# EXERCISE OBJECTIVE
From the entries below, return only the lines starting at the one that contains "and a random passphrase" and ending at the one that contains "pub fn to_seed(&self)", exactly as they stand.
***** EXTRACTED DATA
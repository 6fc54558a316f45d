use bip39::{Language, Mnemonic};
use rand::Rng;
use crate::error::{RegistryError, Result};

pub const PASSPHRASE_CHARACTER_SET: &str = "ABCDEFGHIJKLMNOPQRSTUVWXYZ0123456789";

/// Length of generated seed passphrases
pub const PASSPHRASE_LENGTH: usize = 12;

/// BIP39 phrase plus passphrase that together determine every wallet key
#[derive(Clone, PartialEq, Eq)]
pub struct WalletSeed {
    phrase: String,
    passphrase: String,
}

impl WalletSeed {
    /// Generates a 24-word phrase (256 bits of entropy) and a random passphrase
    pub fn generate() -> Result<Self> {
        let mut entropy = [0u8; 32];
        rand::thread_rng().fill(&mut entropy);

        let mnemonic = Mnemonic::from_entropy_in(Language::English, &entropy)?;
        Ok(Self {
            phrase: mnemonic.to_string(),
            passphrase: generate_passphrase(PASSPHRASE_LENGTH)?,
        })
    }

    /// Restores a seed from an existing phrase
    pub fn restore(phrase: &str, passphrase: &str) -> Result<Self> {
        if !validate_mnemonic(phrase) {
            return Err(RegistryError::Validation(
                "Provided mnemonic is not valid according to BIP39".to_string(),
            ));
        }
        Ok(Self {
            phrase: phrase.to_string(),
            passphrase: passphrase.to_string(),
        })
    }

    pub fn phrase(&self) -> &str {
        &self.phrase
    }

    pub fn passphrase(&self) -> &str {
        &self.passphrase
    }

    /// 64-byte BIP39 master seed
    pub fn to_seed(&self) -> Result<[u8; 64]> {
        let mnemonic = Mnemonic::parse_in_normalized(Language::English, &self.phrase)?;
        Ok(mnemonic.to_seed(&self.passphrase))
    }
}

impl std::fmt::Debug for WalletSeed {
    fn fmt(&self, f: &mut std::fmt::Formatter<'_>) -> std::fmt::Result {
        f.write_str("WalletSeed(<redacted>)")
    }
}

/// Generates a random passphrase of given length
fn generate_passphrase(length: usize) -> Result<String> {
    if length == 0 {
        return Err(RegistryError::Validation("Length must be greater than 0".to_string()));
    }

    let mut rng = rand::thread_rng();
    let chars: Vec<char> = PASSPHRASE_CHARACTER_SET.chars().collect();

    let result: String = (0..length)
        .map(|_| {
            let idx = rng.gen_range(0..chars.len());
            chars[idx]
        })
        .collect();

    Ok(result)
}

/// Validates a BIP39 mnemonic phrase
pub fn validate_mnemonic(mnemonic: &str) -> bool {
    Mnemonic::parse_in_normalized(Language::English, mnemonic).is_ok()
}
**********
# COMPLETED EXERCISE
    /// Generates a 24-word phrase (256 bits of entropy) and a random passphrase
    pub fn generate() -> Result<Self> {
        let mut entropy = [0u8; 32];
        rand::thread_rng().fill(&mut entropy);

        let mnemonic = Mnemonic::from_entropy_in(Language::English, &entropy)?;
        Ok(Self {
            phrase: mnemonic.to_string(),
            passphrase: generate_passphrase(PASSPHRASE_LENGTH)?,
        })
    }

    /// Restores a seed from an existing phrase
    pub fn restore(phrase: &str, passphrase: &str) -> Result<Self> {
        if !validate_mnemonic(phrase) {
            return Err(RegistryError::Validation(
                "Provided mnemonic is not valid according to BIP39".to_string(),
            ));
        }
        Ok(Self {
            phrase: phrase.to_string(),
            passphrase: passphrase.to_string(),
        })
    }

    pub fn phrase(&self) -> &str {
        &self.phrase
    }

    pub fn passphrase(&self) -> &str {
        &self.passphrase
    }

    /// 64-byte BIP39 master seed
    pub fn to_seed(&self) -> Result<[u8; 64]> {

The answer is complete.